I love the way the sun filters through the window of our little home. I love vacuuming on Saturdays and watching the dog hunt something mysterious beneath the ground. I love flipping the new page of my day calendar and watching the rain fight to be snow.
I love little smiles and big uncontrollable laughs. I love listening to an imaginative game I might have played once. I love being surrounded with bright colors and well-worn dolls twice loved a decade later.
I love laughing with my husband and watching his face crinkle up. I love that it’s just the two of us for now. I love grocery shopping and making plans to budget better. I love listening to the same Christian music over and over again to keep my mind on truth. I love that my husband doesn’t mind the replays at all.
I love deep conversations with a good friend that don’t end until 12 am. I love squeezing a lot of people into our tiny home and maneuvering between the sink and the table. I love that they know which mugs I have in the cupboard, and I love that I get to make a full pot of coffee for the people in my life.
I love bookmarks made by a friend, and the kindest words written alongside them. I love how the blue hammock sways in the breeze, but I’d rather be in it…if those clouds would just scurry away. I love the first day after a horrible migraine. I love the sense of spring, but the cold that snaps me back to the holidays. I love wet shiny pavement, and the promise of summer-grown blackberries.
I love discovering new jobs that I enjoy, and living another day of routine. I love that routine makes me see things more…like how the air feels against my skin, the way the branches sway ever so slightly, the sound of the birds singing…how the house looks while it waits for us to fill it up and make it a home.
I love that God restores, and where I once cried hard, I can come back a week later grace-covered and ready to surrender again. I love that I can kneel without bitterness and realize life lived, and know deep forgiveness, and sit in abundance.

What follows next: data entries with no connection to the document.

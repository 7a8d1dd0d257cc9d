use anyhow::Context;
use clap::{Parser, Subcommand};
use hi_academy::catalog::Catalog;
use hi_academy::config::Config;
use hi_academy::{logging, seed, server, storage};
use tracing::{error, info, Instrument};

#[derive(Parser)]
#[command(name = "hi_academy")]
#[command(about = "Hi Academy course catalog, enrollment and back office")]
#[command(version)]
struct Cli {
    #[command(subcommand)]
    command: Commands,
}

#[derive(Subcommand)]
enum Commands {
    /// Run the web server
    Serve {
        /// Port to listen on (overrides config and PORT)
        #[arg(long)]
        port: Option<u16>,
    },
    /// Create or update the database schema
    Migrate,
    /// Insert the sample categories, instructors, courses and lessons
    Seed,
    /// Delete every row from the database
    ClearDatabase {
        /// Skip the confirmation prompt
        #[arg(long)]
        yes: bool,
    },
}

#[tokio::main]
async fn main() -> anyhow::Result<()> {
    dotenv::dotenv().ok();
    let cli = Cli::parse();

    let mut config = Config::load().context("Failed to load configuration")?;
    let _guard = logging::init_logging(&config.logging.directory);

    match cli.command {
        Commands::Serve { port } => {
            if let Some(port) = port {
                config.server.port = port;
            }
            let span = tracing::info_span!("serve", address = %config.bind_address());
            let storage = storage::open_storage(&config.storage).await?;
            if let Err(e) = server::start_server(storage, config).instrument(span).await {
                error!("Server stopped: {}", e);
                return Err(e.into());
            }
        }
        Commands::Migrate => {
            migrate(&config).await?;
        }
        Commands::Seed => {
            println!("🌱 Seeding sample data...");
            let storage = storage::open_storage(&config.storage).await?;
            let catalog = Catalog::new(storage, config.storage.upload_root.clone());
            let summary = seed::seed(&catalog).await?;

            info!(?summary, "Seed finished");
            println!("   Categories:  {}", summary.categories);
            println!("   Instructors: {}", summary.instructors);
            println!("   Courses:     {}", summary.courses);
            println!("   Lessons:     {}", summary.lessons);
            println!("✅ Seeding completed");
        }
        Commands::ClearDatabase { yes } => {
            clear_database(&config, yes).await?;
        }
    }
    Ok(())
}

#[cfg(feature = "db")]
async fn migrate(config: &Config) -> anyhow::Result<()> {
    let db = hi_academy::db::DatabaseManager::open(&config.storage.database_path).await?;
    db.run_migrations().await?;
    println!("✅ Schema is up to date at {}", db.path().display());
    Ok(())
}

#[cfg(not(feature = "db"))]
async fn migrate(_config: &Config) -> anyhow::Result<()> {
    anyhow::bail!("Built without the `db` feature; rebuild with `--features db` to use a database")
}

#[cfg(feature = "db")]
async fn clear_database(config: &Config, yes: bool) -> anyhow::Result<()> {
    if !yes {
        println!("⚠️  WARNING: This will delete ALL data from the database!");
        println!("Press Enter to continue or Ctrl+C to cancel...");
        let mut input = String::new();
        std::io::stdin().read_line(&mut input)?;
    }

    println!("🗑️  Clearing database...");
    let db = hi_academy::db::DatabaseManager::open(&config.storage.database_path).await?;
    db.clear_all_data().await?;
    println!("✅ Database cleared successfully!");
    Ok(())
}

#[cfg(not(feature = "db"))]
async fn clear_database(_config: &Config, _yes: bool) -> anyhow::Result<()> {
    anyhow::bail!("Built without the `db` feature; there is no database to clear")
}
use chrono::{DateTime, Utc};
use serde::{Deserialize, Deserializer, Serialize};
use std::fmt;
use std::str::FromStr;

#[derive(Debug, Clone, Copy, PartialEq, Eq, Default, Serialize, Deserialize)]
#[serde(rename_all = "lowercase")]
pub enum UserRole {
    #[default]
    Student,
    Instructor,
    Admin,
}

#[derive(Debug, Clone, Copy, PartialEq, Eq, Default, Serialize, Deserialize)]
#[serde(rename_all = "lowercase")]
pub enum CourseLevel {
    #[default]
    Beginner,
    Intermediate,
    Advanced,
}

/// Where a guest registration stands. Any status may follow any other.
#[derive(Debug, Clone, Copy, PartialEq, Eq, Default, Serialize, Deserialize)]
#[serde(rename_all = "lowercase")]
pub enum RegistrationStatus {
    #[default]
    Pending,
    Contacted,
    Enrolled,
    Rejected,
}

impl UserRole {
    pub fn as_str(&self) -> &'static str {
        match self {
            UserRole::Student => "student",
            UserRole::Instructor => "instructor",
            UserRole::Admin => "admin",
        }
    }
}

impl CourseLevel {
    pub const ALL: [CourseLevel; 3] = [
        CourseLevel::Beginner,
        CourseLevel::Intermediate,
        CourseLevel::Advanced,
    ];

    pub fn as_str(&self) -> &'static str {
        match self {
            CourseLevel::Beginner => "beginner",
            CourseLevel::Intermediate => "intermediate",
            CourseLevel::Advanced => "advanced",
        }
    }

    pub fn label(&self) -> &'static str {
        match self {
            CourseLevel::Beginner => "مقدماتی",
            CourseLevel::Intermediate => "متوسط",
            CourseLevel::Advanced => "پیشرفته",
        }
    }
}

impl RegistrationStatus {
    pub const ALL: [RegistrationStatus; 4] = [
        RegistrationStatus::Pending,
        RegistrationStatus::Contacted,
        RegistrationStatus::Enrolled,
        RegistrationStatus::Rejected,
    ];

    pub fn as_str(&self) -> &'static str {
        match self {
            RegistrationStatus::Pending => "pending",
            RegistrationStatus::Contacted => "contacted",
            RegistrationStatus::Enrolled => "enrolled",
            RegistrationStatus::Rejected => "rejected",
        }
    }

    pub fn label(&self) -> &'static str {
        match self {
            RegistrationStatus::Pending => "در انتظار",
            RegistrationStatus::Contacted => "تماس گرفته شده",
            RegistrationStatus::Enrolled => "ثبت‌نام شده",
            RegistrationStatus::Rejected => "رد شده",
        }
    }
}

#[derive(Debug, Clone, PartialEq, Eq)]
pub struct ParseEnumError(String);

impl fmt::Display for ParseEnumError {
    fn fmt(&self, f: &mut fmt::Formatter<'_>) -> fmt::Result {
        f.write_str(&self.0)
    }
}

impl std::error::Error for ParseEnumError {}

macro_rules! str_enum {
    ($ty:ty, $what:literal, [$($variant:expr),+ $(,)?]) => {
        impl FromStr for $ty {
            type Err = ParseEnumError;

            fn from_str(s: &str) -> Result<Self, Self::Err> {
                let wanted = s.trim().to_ascii_lowercase();
                [$($variant),+]
                    .into_iter()
                    .find(|v| v.as_str() == wanted)
                    .ok_or_else(|| ParseEnumError(format!("Unknown {}: {}", $what, s)))
            }
        }

        impl fmt::Display for $ty {
            fn fmt(&self, f: &mut fmt::Formatter<'_>) -> fmt::Result {
                f.write_str(self.as_str())
            }
        }
    };
}

str_enum!(UserRole, "user role", [UserRole::Student, UserRole::Instructor, UserRole::Admin]);
str_enum!(
    CourseLevel,
    "course level",
    [CourseLevel::Beginner, CourseLevel::Intermediate, CourseLevel::Advanced]
);
str_enum!(
    RegistrationStatus,
    "registration status",
    [
        RegistrationStatus::Pending,
        RegistrationStatus::Contacted,
        RegistrationStatus::Enrolled,
        RegistrationStatus::Rejected,
    ]
);

#[derive(Debug, Clone, Serialize, Deserialize)]
pub struct User {
    pub id: Option<i64>,
    pub email: String,
    pub name: String,
    pub role: UserRole,
    pub avatar_url: Option<String>,
    pub bio: Option<String>,
    pub created_at: DateTime<Utc>,
    pub updated_at: DateTime<Utc>,
}

#[derive(Debug, Clone, Serialize, Deserialize)]
pub struct Category {
    pub id: Option<i64>,
    pub name: String,
    pub slug: String,
    pub description: Option<String>,
    pub created_at: DateTime<Utc>,
}

#[derive(Debug, Clone, Serialize, Deserialize)]
pub struct Course {
    pub id: Option<i64>,
    pub title: String,
    pub slug: String,
    pub description: Option<String>,
    pub thumbnail_url: Option<String>,
    pub teaser_url: Option<String>,
    pub location: Option<String>,
    pub instructor_name: Option<String>,
    /// Whole toman.
    pub price: i64,
    pub level: CourseLevel,
    pub session_count: i64,
    pub coming_soon: bool,
    pub what_you_learn: Vec<String>,
    pub prerequisites: Vec<String>,
    pub category_id: Option<i64>,
    pub instructor_id: Option<i64>,
    pub published: bool,
    pub created_at: DateTime<Utc>,
    pub updated_at: DateTime<Utc>,
}

#[derive(Debug, Clone, Serialize, Deserialize)]
pub struct Lesson {
    pub id: Option<i64>,
    pub course_id: i64,
    pub title: String,
    pub slug: String,
    pub description: Option<String>,
    pub video_url: Option<String>,
    pub duration_minutes: i64,
    pub order_index: i64,
    pub is_free: bool,
    pub created_at: DateTime<Utc>,
    pub updated_at: DateTime<Utc>,
}

#[derive(Debug, Clone, Serialize, Deserialize)]
pub struct Registration {
    pub id: Option<i64>,
    pub course_id: i64,
    pub full_name: String,
    pub email: String,
    pub phone: String,
    pub message: Option<String>,
    pub status: RegistrationStatus,
    pub created_at: DateTime<Utc>,
    pub updated_at: DateTime<Utc>,
}

// Read models returned by the catalog

#[derive(Debug, Clone, Serialize)]
pub struct CourseSummary {
    #[serde(flatten)]
    pub course: Course,
    pub category: Option<Category>,
    pub lesson_count: usize,
}

#[derive(Debug, Clone, Serialize)]
pub struct CourseDetail {
    #[serde(flatten)]
    pub course: Course,
    pub category: Option<Category>,
    pub instructor: Option<User>,
    pub lessons: Vec<Lesson>,
    pub lesson_count: usize,
}

#[derive(Debug, Clone, Serialize)]
pub struct CategoryWithCount {
    #[serde(flatten)]
    pub category: Category,
    pub course_count: usize,
}

#[derive(Debug, Clone, Serialize)]
pub struct CourseRef {
    pub title: String,
    pub slug: String,
}

#[derive(Debug, Clone, Serialize)]
pub struct RegistrationWithCourse {
    #[serde(flatten)]
    pub registration: Registration,
    pub course: Option<CourseRef>,
}

/// A lesson in the context of its course's ordered syllabus.
#[derive(Debug, Clone, Serialize)]
pub struct LessonView {
    pub course: Course,
    pub lesson: Lesson,
    pub lessons: Vec<Lesson>,
    pub position: usize,
    pub previous: Option<Lesson>,
    pub next: Option<Lesson>,
}

#[derive(Debug, Clone, Serialize)]
pub struct DashboardStats {
    pub courses_count: usize,
    pub published_courses_count: usize,
    pub lessons_count: usize,
    pub registrations_count: usize,
    pub pending_registrations_count: usize,
    pub recent_courses: Vec<Course>,
}

#[derive(Debug, Clone, Default, Deserialize)]
pub struct CourseFilter {
    pub category: Option<String>,
    pub level: Option<String>,
    pub search: Option<String>,
}

// Write models accepted by the catalog

#[derive(Debug, Clone, Default, Deserialize)]
pub struct NewCourse {
    #[serde(default)]
    pub title: String,
    pub slug: Option<String>,
    pub description: Option<String>,
    pub thumbnail_url: Option<String>,
    pub teaser_url: Option<String>,
    pub location: Option<String>,
    pub instructor_name: Option<String>,
    pub price: Option<i64>,
    pub level: Option<CourseLevel>,
    pub session_count: Option<i64>,
    pub coming_soon: Option<bool>,
    #[serde(default, deserialize_with = "string_list")]
    pub what_you_learn: Vec<String>,
    #[serde(default, deserialize_with = "string_list")]
    pub prerequisites: Vec<String>,
    pub category_id: Option<i64>,
    pub instructor_id: Option<i64>,
    pub published: Option<bool>,
}

/// Partial course update. Outer `None` leaves a field untouched; for nullable
/// columns `Some(None)` clears it.
#[derive(Debug, Clone, Default, Deserialize)]
pub struct CoursePatch {
    pub id: Option<i64>,
    pub title: Option<String>,
    pub slug: Option<String>,
    #[serde(default, deserialize_with = "double_option")]
    pub description: Option<Option<String>>,
    #[serde(default, deserialize_with = "double_option")]
    pub thumbnail_url: Option<Option<String>>,
    #[serde(default, deserialize_with = "double_option")]
    pub teaser_url: Option<Option<String>>,
    #[serde(default, deserialize_with = "double_option")]
    pub location: Option<Option<String>>,
    #[serde(default, deserialize_with = "double_option")]
    pub instructor_name: Option<Option<String>>,
    pub price: Option<i64>,
    pub level: Option<CourseLevel>,
    pub session_count: Option<i64>,
    pub coming_soon: Option<bool>,
    #[serde(default, deserialize_with = "optional_string_list")]
    pub what_you_learn: Option<Vec<String>>,
    #[serde(default, deserialize_with = "optional_string_list")]
    pub prerequisites: Option<Vec<String>>,
    #[serde(default, deserialize_with = "double_option")]
    pub category_id: Option<Option<i64>>,
    #[serde(default, deserialize_with = "double_option")]
    pub instructor_id: Option<Option<i64>>,
    pub published: Option<bool>,
}

#[derive(Debug, Clone, Default, Deserialize)]
pub struct NewLesson {
    pub course_id: Option<i64>,
    #[serde(default)]
    pub title: String,
    pub slug: Option<String>,
    pub description: Option<String>,
    pub video_url: Option<String>,
    pub duration_minutes: Option<i64>,
    pub order_index: Option<i64>,
    pub is_free: Option<bool>,
}

#[derive(Debug, Clone, Default, Deserialize)]
pub struct LessonPatch {
    pub id: Option<i64>,
    pub title: Option<String>,
    pub slug: Option<String>,
    #[serde(default, deserialize_with = "double_option")]
    pub description: Option<Option<String>>,
    #[serde(default, deserialize_with = "double_option")]
    pub video_url: Option<Option<String>>,
    pub duration_minutes: Option<i64>,
    pub order_index: Option<i64>,
    pub is_free: Option<bool>,
}

#[derive(Debug, Clone, Default, Deserialize)]
pub struct NewRegistration {
    pub course_id: Option<i64>,
    pub full_name: Option<String>,
    pub email: Option<String>,
    pub phone: Option<String>,
    pub message: Option<String>,
}

#[derive(Debug, Clone, Default, Deserialize)]
pub struct StatusUpdate {
    pub id: Option<i64>,
    pub status: Option<String>,
}

#[derive(Deserialize)]
#[serde(untagged)]
enum StringListRepr {
    List(Vec<String>),
    Encoded(String),
}

fn decode_string_list<E: serde::de::Error>(repr: Option<StringListRepr>) -> Result<Vec<String>, E> {
    match repr {
        None => Ok(Vec::new()),
        Some(StringListRepr::List(items)) => Ok(items),
        Some(StringListRepr::Encoded(text)) if text.trim().is_empty() => Ok(Vec::new()),
        Some(StringListRepr::Encoded(text)) => serde_json::from_str(&text).map_err(E::custom),
    }
}

/// Accepts `["a","b"]`, the string `"[\"a\",\"b\"]"` or `null`.
pub fn string_list<'de, D>(deserializer: D) -> Result<Vec<String>, D::Error>
where
    D: Deserializer<'de>,
{
    let repr = Option::<StringListRepr>::deserialize(deserializer)?;
    decode_string_list(repr)
}

fn optional_string_list<'de, D>(deserializer: D) -> Result<Option<Vec<String>>, D::Error>
where
    D: Deserializer<'de>,
{
    let repr = Option::<StringListRepr>::deserialize(deserializer)?;
    decode_string_list(repr).map(Some)
}

fn double_option<'de, D, T>(deserializer: D) -> Result<Option<Option<T>>, D::Error>
where
    D: Deserializer<'de>,
    T: Deserialize<'de>,
{
    Option::<T>::deserialize(deserializer).map(Some)
}

/// Parses the JSON text stored in list columns, tolerating blanks.
pub fn parse_list_column(text: Option<&str>) -> Result<Vec<String>, serde_json::Error> {
    match text {
        Some(t) if !t.trim().is_empty() => serde_json::from_str(t),
        _ => Ok(Vec::new()),
    }
}

#[cfg(test)]
mod tests {
    use super::*;

    #[test]
    fn new_course_accepts_encoded_lists() {
        let course: NewCourse = serde_json::from_str(
            r#"{"title":"Revit","what_you_learn":"[\"walls\",\"roofs\"]","prerequisites":["windows"]}"#,
        )
        .unwrap();
        assert_eq!(course.what_you_learn, vec!["walls", "roofs"]);
        assert_eq!(course.prerequisites, vec!["windows"]);

        let course: NewCourse = serde_json::from_str(r#"{"title":"x","what_you_learn":null}"#).unwrap();
        assert!(course.what_you_learn.is_empty());
    }

    #[test]
    fn patch_distinguishes_null_from_missing() {
        let patch: CoursePatch =
            serde_json::from_str(r#"{"id":4,"location":null,"price":100}"#).unwrap();
        assert_eq!(patch.id, Some(4));
        assert_eq!(patch.location, Some(None));
        assert_eq!(patch.description, None);
        assert_eq!(patch.price, Some(100));
        assert_eq!(patch.what_you_learn, None);
    }

    #[test]
    fn enums_parse_case_insensitively() {
        assert_eq!("Contacted".parse::<RegistrationStatus>().unwrap(), RegistrationStatus::Contacted);
        assert_eq!("advanced".parse::<CourseLevel>().unwrap(), CourseLevel::Advanced);
        assert!("archived".parse::<RegistrationStatus>().is_err());
        assert_eq!(RegistrationStatus::Enrolled.to_string(), "enrolled");
    }

    #[test]
    fn summary_flattens_course_fields() {
        let now = Utc::now();
        let summary = CourseSummary {
            course: Course {
                id: Some(1),
                title: "Revit".to_string(),
                slug: "revit".to_string(),
                description: None,
                thumbnail_url: None,
                teaser_url: None,
                location: None,
                instructor_name: None,
                price: 0,
                level: CourseLevel::Beginner,
                session_count: 0,
                coming_soon: false,
                what_you_learn: vec![],
                prerequisites: vec![],
                category_id: None,
                instructor_id: None,
                published: true,
                created_at: now,
                updated_at: now,
            },
            category: None,
            lesson_count: 2,
        };
        let json = serde_json::to_value(&summary).unwrap();
        assert_eq!(json["slug"], "revit");
        assert_eq!(json["level"], "beginner");
        assert_eq!(json["lesson_count"], 2);
    }
}
//! Display-ready shapes handed to the templates. All Persian formatting
//! happens here so the templates only print strings.

use crate::domain::*;
use crate::labels::{format_duration, format_number, format_price};

#[derive(Debug, Clone)]
pub struct CourseCard {
    pub id: i64,
    pub title: String,
    pub slug: String,
    pub description: String,
    pub thumbnail_url: Option<String>,
    pub location: Option<String>,
    pub instructor_name: Option<String>,
    pub price: String,
    pub free: bool,
    pub level: &'static str,
    pub category: Option<String>,
    pub sessions: Option<String>,
    pub lessons: String,
    pub coming_soon: bool,
    pub published: bool,
    pub created: String,
}

impl CourseCard {
    pub fn new(course: &Course, category: Option<&Category>, lesson_count: usize) -> Self {
        Self {
            id: course.id.unwrap_or_default(),
            title: course.title.clone(),
            slug: course.slug.clone(),
            description: course.description.clone().unwrap_or_default(),
            thumbnail_url: course.thumbnail_url.clone(),
            location: course.location.clone(),
            instructor_name: course.instructor_name.clone(),
            price: format_price(course.price),
            free: course.price <= 0,
            level: course.level.label(),
            category: category.map(|c| c.name.clone()),
            sessions: (course.session_count > 0)
                .then(|| format!("{} جلسه", format_number(course.session_count))),
            lessons: format!("{} درس", format_number(lesson_count as i64)),
            coming_soon: course.coming_soon,
            published: course.published,
            created: course.created_at.format("%Y-%m-%d").to_string(),
        }
    }
}

impl From<&CourseSummary> for CourseCard {
    fn from(summary: &CourseSummary) -> Self {
        CourseCard::new(&summary.course, summary.category.as_ref(), summary.lesson_count)
    }
}

#[derive(Debug, Clone)]
pub struct LessonItem {
    pub id: i64,
    pub title: String,
    pub slug: String,
    pub description: String,
    pub duration: String,
    pub number: String,
    pub free: bool,
    pub current: bool,
    pub href: String,
}

impl LessonItem {
    pub fn new(course_slug: &str, lesson: &Lesson, position: usize) -> Self {
        Self {
            id: lesson.id.unwrap_or_default(),
            title: lesson.title.clone(),
            slug: lesson.slug.clone(),
            description: lesson.description.clone().unwrap_or_default(),
            duration: format_duration(lesson.duration_minutes),
            number: format_number(position as i64 + 1),
            free: lesson.is_free,
            current: false,
            href: format!("/courses/{}/learn/{}", course_slug, lesson.slug),
        }
    }

    pub fn list(course_slug: &str, lessons: &[Lesson]) -> Vec<Self> {
        lessons
            .iter()
            .enumerate()
            .map(|(i, l)| Self::new(course_slug, l, i))
            .collect()
    }
}

#[derive(Debug, Clone)]
pub struct LessonLink {
    pub title: String,
    pub href: String,
}

impl LessonLink {
    pub fn new(course_slug: &str, lesson: &Lesson) -> Self {
        Self {
            title: lesson.title.clone(),
            href: format!("/courses/{}/learn/{}", course_slug, lesson.slug),
        }
    }
}

#[derive(Debug, Clone)]
pub struct InstructorView {
    pub name: String,
    pub bio: String,
}

/// An `<option>` in a select box.
#[derive(Debug, Clone)]
pub struct SelectOption {
    pub value: String,
    pub label: String,
    pub selected: bool,
}

impl SelectOption {
    pub fn new(value: impl Into<String>, label: impl Into<String>, current: &str) -> Self {
        let value = value.into();
        Self {
            selected: value == current,
            label: label.into(),
            value,
        }
    }
}

pub fn level_options(current: &str, any_label: Option<&str>) -> Vec<SelectOption> {
    let mut options = Vec::new();
    if let Some(label) = any_label {
        options.push(SelectOption::new("", label, current));
    }
    options.extend(
        CourseLevel::ALL
            .iter()
            .map(|l| SelectOption::new(l.as_str(), l.label(), current)),
    );
    options
}

pub fn status_options(current: RegistrationStatus) -> Vec<SelectOption> {
    RegistrationStatus::ALL
        .iter()
        .map(|s| SelectOption::new(s.as_str(), s.label(), current.as_str()))
        .collect()
}

#[derive(Debug, Clone)]
pub struct CategoryLink {
    pub name: String,
    pub slug: String,
    pub count: String,
}

impl From<&CategoryWithCount> for CategoryLink {
    fn from(c: &CategoryWithCount) -> Self {
        Self {
            name: c.category.name.clone(),
            slug: c.category.slug.clone(),
            count: format!("{} دوره", format_number(c.course_count as i64)),
        }
    }
}

#[derive(Debug, Clone)]
pub struct RegistrationRow {
    pub id: i64,
    pub full_name: String,
    pub email: String,
    pub phone: String,
    pub message: String,
    pub status: &'static str,
    pub status_label: &'static str,
    pub course_title: String,
    pub course_slug: Option<String>,
    pub created: String,
    pub statuses: Vec<SelectOption>,
}

impl From<&RegistrationWithCourse> for RegistrationRow {
    fn from(row: &RegistrationWithCourse) -> Self {
        let r = &row.registration;
        Self {
            id: r.id.unwrap_or_default(),
            full_name: r.full_name.clone(),
            email: r.email.clone(),
            phone: r.phone.clone(),
            message: r.message.clone().unwrap_or_default(),
            status: r.status.as_str(),
            status_label: r.status.label(),
            course_title: row
                .course
                .as_ref()
                .map(|c| c.title.clone())
                .unwrap_or_else(|| "دوره حذف شده".to_string()),
            course_slug: row.course.as_ref().map(|c| c.slug.clone()),
            created: r.created_at.format("%Y-%m-%d %H:%M").to_string(),
            statuses: status_options(r.status),
        }
    }
}

#[derive(Debug, Clone)]
pub struct StatCard {
    pub label: &'static str,
    pub value: String,
}

pub fn stat_cards(stats: &DashboardStats) -> Vec<StatCard> {
    [
        ("دوره‌ها", stats.courses_count),
        ("دوره‌های منتشر شده", stats.published_courses_count),
        ("درس‌ها", stats.lessons_count),
        ("ثبت‌نام‌ها", stats.registrations_count),
        ("در انتظار پیگیری", stats.pending_registrations_count),
    ]
    .into_iter()
    .map(|(label, value)| StatCard {
        label,
        value: format_number(value as i64),
    })
    .collect()
}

I love that God will fulfill His purpose for me and the only certainty I have of this purpose is that it will be a road that leads me nearer to Him…and is stitched into the great expanse of His glory. I love that some days joy is almost tangible. I don’t write about it enough. I laugh far more than I cry. I smile with the steady hope of God in my heart. I love that earth-bound pain can produce singing, not sinking. I love that God is the Reason it can.
How can I not rejoice? This is life beyond myself. This is knowing God beyond my perceptions. This is seeing the pain of others brought into focus by my own. It’s real-life, big living.
And the best of all is that God’s steadfast love is better than life.
When my world comes crashing down, and I can’t imagine counting any of the beautiful God-given things that make it up, I still have no reason to despair. I fall worn out into steadfast Love…and find it better than all of life.
God will not remove His love from me when all else feels removed. God will not be unfaithful when faithless I fall into His love again. God will find delight in me as I live loved by Him.
God says, I love you with an everlasting love. A love that will make me uncomfortable for the good of pulling me to God, a love that will sit steadfast with me, a love that will find me in the lonely corner and in the deepest night, a love that will not leave me or forsake me, a love that is better than life, a love that makes life worth living, a love I can’t explain, a love that is not determined by seasons of life, a love that stays…
Maybe it’s not life that I love, but a Love that makes life full of living.
So why be bitter? Why be afraid? Discontented, discouraged, or lost in the chaos? God has given me Himself and His steadfast love is better than life.
I don’t need anything else, and when I cling to God…I find I don’t want anything else either. God has already given me the desires of my heart. God has given me Himself.